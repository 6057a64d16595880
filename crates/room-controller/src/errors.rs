//! Control-plane error types.
//!
//! Error kinds map to stable error codes for the protocol dispatcher that
//! sits in front of this core. Internal details are logged server-side but
//! not exposed to clients.
//!
//! Consumer incompatibility is deliberately *not* an error: `create_consumer`
//! returns `Ok(None)` when the router reports the capabilities as
//! incompatible, because that is an expected negotiation outcome.

use crate::engine::EngineError;
use thiserror::Error;

/// Room-controller error type.
///
/// Maps to dispatcher error codes:
/// - `*NotFound`: `NOT_FOUND` (4)
/// - `Conflict`: `CONFLICT` (5)
/// - `Engine`, `Internal`: `INTERNAL_ERROR` (6)
/// - `CapacityExceeded`, `Draining`: `CAPACITY_EXCEEDED` (7)
/// - `NotInitialized`: `NOT_INITIALIZED` (8)
#[derive(Debug, Error)]
pub enum RcError {
    /// Create on an already-existing id (room or peer).
    #[error("Conflict: {0}")]
    Conflict(String),

    /// Strict lookup of a missing room.
    #[error("Room not found: {0}")]
    RoomNotFound(String),

    /// Strict lookup of a missing peer.
    #[error("Peer not found: {0}")]
    PeerNotFound(String),

    /// Strict lookup of a missing transport.
    #[error("Transport not found: {0}")]
    TransportNotFound(String),

    /// Strict lookup of a missing producer.
    #[error("Producer not found: {0}")]
    ProducerNotFound(String),

    /// Strict lookup of a missing consumer.
    #[error("Consumer not found: {0}")]
    ConsumerNotFound(String),

    /// Operation requires a router capability that is not (or no longer)
    /// held, e.g. a capability query against a closed room.
    #[error("Not initialized: {0}")]
    NotInitialized(String),

    /// A configured capacity limit was hit (max rooms, max peers per room).
    #[error("Capacity exceeded: {0}")]
    CapacityExceeded(String),

    /// The registry is draining (graceful shutdown in progress).
    #[error("Registry is draining")]
    Draining,

    /// The media engine failed or rejected a request. Propagated unchanged;
    /// the core never retries.
    #[error("Engine error: {0}")]
    Engine(#[from] EngineError),

    /// Internal error (actor channel failures and similar).
    #[error("Internal error: {0}")]
    Internal(String),
}

impl RcError {
    /// Returns the dispatcher error code for this error.
    #[must_use]
    pub fn error_code(&self) -> i32 {
        match self {
            RcError::RoomNotFound(_)
            | RcError::PeerNotFound(_)
            | RcError::TransportNotFound(_)
            | RcError::ProducerNotFound(_)
            | RcError::ConsumerNotFound(_) => 4, // NOT_FOUND
            RcError::Conflict(_) => 5,           // CONFLICT
            RcError::Engine(_) | RcError::Internal(_) => 6, // INTERNAL_ERROR
            RcError::CapacityExceeded(_) | RcError::Draining => 7, // CAPACITY_EXCEEDED
            RcError::NotInitialized(_) => 8,     // NOT_INITIALIZED
        }
    }

    /// Returns a client-safe error message (no internal details).
    #[must_use]
    pub fn client_message(&self) -> String {
        match self {
            RcError::Conflict(msg) => msg.clone(),
            RcError::RoomNotFound(_) => "Room not found".to_string(),
            RcError::PeerNotFound(_) => "Peer not found".to_string(),
            RcError::TransportNotFound(_) => "Transport not found".to_string(),
            RcError::ProducerNotFound(_) => "Producer not found".to_string(),
            RcError::ConsumerNotFound(_) => "Consumer not found".to_string(),
            RcError::NotInitialized(_) => "Room is not ready".to_string(),
            RcError::CapacityExceeded(_) => "Server is at capacity".to_string(),
            RcError::Draining => "Server is shutting down, please reconnect".to_string(),
            RcError::Engine(_) | RcError::Internal(_) => {
                "An internal error occurred".to_string()
            }
        }
    }
}

#[cfg(test)]
#[allow(clippy::unwrap_used, clippy::expect_used)]
mod tests {
    use super::*;

    #[test]
    fn test_error_code_mapping() {
        // Not found -> 4
        assert_eq!(RcError::RoomNotFound("r1".to_string()).error_code(), 4);
        assert_eq!(RcError::PeerNotFound("p1".to_string()).error_code(), 4);
        assert_eq!(RcError::TransportNotFound("t1".to_string()).error_code(), 4);
        assert_eq!(RcError::ProducerNotFound("pr1".to_string()).error_code(), 4);
        assert_eq!(RcError::ConsumerNotFound("c1".to_string()).error_code(), 4);

        // Conflict -> 5
        assert_eq!(
            RcError::Conflict("Room already exists".to_string()).error_code(),
            5
        );

        // Internal -> 6
        assert_eq!(
            RcError::Engine(EngineError::Rejected("nope".to_string())).error_code(),
            6
        );
        assert_eq!(
            RcError::Internal("channel send failed".to_string()).error_code(),
            6
        );

        // Capacity -> 7
        assert_eq!(
            RcError::CapacityExceeded("max rooms".to_string()).error_code(),
            7
        );
        assert_eq!(RcError::Draining.error_code(), 7);

        // Not initialized -> 8
        assert_eq!(
            RcError::NotInitialized("router released".to_string()).error_code(),
            8
        );
    }

    #[test]
    fn test_client_messages_hide_internal_details() {
        let engine_err = RcError::Engine(EngineError::Unavailable(
            "worker pipe at /tmp/worker-42.sock broke".to_string(),
        ));
        assert!(!engine_err.client_message().contains("/tmp"));
        assert_eq!(engine_err.client_message(), "An internal error occurred");

        let internal = RcError::Internal("mailbox closed for room r-secret".to_string());
        assert!(!internal.client_message().contains("r-secret"));
    }

    #[test]
    fn test_engine_error_conversion() {
        let engine_err = EngineError::Rejected("bad parameters".to_string());
        let err: RcError = engine_err.into();
        assert!(matches!(err, RcError::Engine(_)));
        assert_eq!(err.error_code(), 6);
    }

    #[test]
    fn test_display_formatting() {
        assert_eq!(
            format!("{}", RcError::RoomNotFound("r1".to_string())),
            "Room not found: r1"
        );
        assert_eq!(
            format!("{}", RcError::Conflict("Peer already exists".to_string())),
            "Conflict: Peer already exists"
        );
        assert_eq!(format!("{}", RcError::Draining), "Registry is draining");
    }
}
====
**WORK INSTRUCTIONS**
When the word "contains" occurs in a line above, list that line.

**REPLY TO THE TASK**
        assert!(!engine_err.client_message().contains("/tmp"));
        assert!(!internal.client_message().contains("r-secret"));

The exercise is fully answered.